(Provided information begins)

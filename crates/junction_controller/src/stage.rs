//! Canonical lifecycle stage markers.
//!
//! These marker types identify the points in a controller's life at which
//! hook chains run. Use them with
//! [`StageId::of::<T>()`](junction_routing::StageId::of) when a runtime
//! identifier is needed, or directly with the type-safe registration methods
//! (e.g. [`HookRegistry::register_observer`](junction_routing::HookRegistry::register_observer),
//! [`Options::add_hook`](junction_routing::Options::add_hook)).
//!
//! # Pure Markers
//!
//! Stage markers are pure marker types implementing the
//! [`Stage`](junction_routing::Stage) trait. Hook payloads are provided via
//! [`StageEvent`](junction_routing::StageEvent), which all hooks receive.

use junction_routing::Stage;

// ─────────────────────────────────────────────────────────────────────────────
// Run Stages
// ─────────────────────────────────────────────────────────────────────────────

/// Marker type for hooks run when a controller first takes over a route.
///
/// The `OnRun` chain fires once per route match, before [`Load`]. A hook
/// pausing here defers the rest of the chain to the next matched route;
/// a hook stopping here puts the controller into its terminal state without
/// loading.
pub struct OnRun;
impl Stage for OnRun {}

/// Marker type for hooks run when the current controller is re-executed.
///
/// A rerun happens when the embedding application invalidates the current
/// match without navigating away (e.g. a data dependency changed). The
/// `OnRerun` chain fires instead of `OnRun`, followed by [`Load`].
pub struct OnRerun;
impl Stage for OnRerun {}

/// Marker type for hooks run immediately before a controller's action.
pub struct OnBeforeAction;
impl Stage for OnBeforeAction {}

/// Marker type for hooks run immediately after a controller's action.
pub struct OnAfterAction;
impl Stage for OnAfterAction {}

// ─────────────────────────────────────────────────────────────────────────────
// Stop Stages
// ─────────────────────────────────────────────────────────────────────────────

/// Marker type for hooks run when a controller is stopped.
///
/// The `OnStop` chain fires at the start of
/// [`Controller::stop`](crate::controller::Controller::stop), before
/// [`Unload`] and before the run-status flags flip.
pub struct OnStop;
impl Stage for OnStop {}

// ─────────────────────────────────────────────────────────────────────────────
// Load Stages
// ─────────────────────────────────────────────────────────────────────────────

/// Marker type for hooks run when a controller loads.
///
/// Fires after [`OnRun`] (or [`OnRerun`]) during
/// [`Controller::run`](crate::controller::Controller::run).
pub struct Load;
impl Stage for Load {}

/// Marker type for hooks run when a controller unloads.
///
/// Fires during [`Controller::stop`](crate::controller::Controller::stop),
/// after the [`OnStop`] chain.
pub struct Unload;
impl Stage for Unload {}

(Provided information ends)

The problem
Going from the line that contains "pub struct Load;" to the last line of the records, reproduce every line as written.

Solution below
pub struct Load;
impl Stage for Load {}

/// Marker type for hooks run when a controller unloads.
///
/// Fires during [`Controller::stop`](crate::controller::Controller::stop),
/// after the [`OnStop`] chain.
pub struct Unload;
impl Stage for Unload {}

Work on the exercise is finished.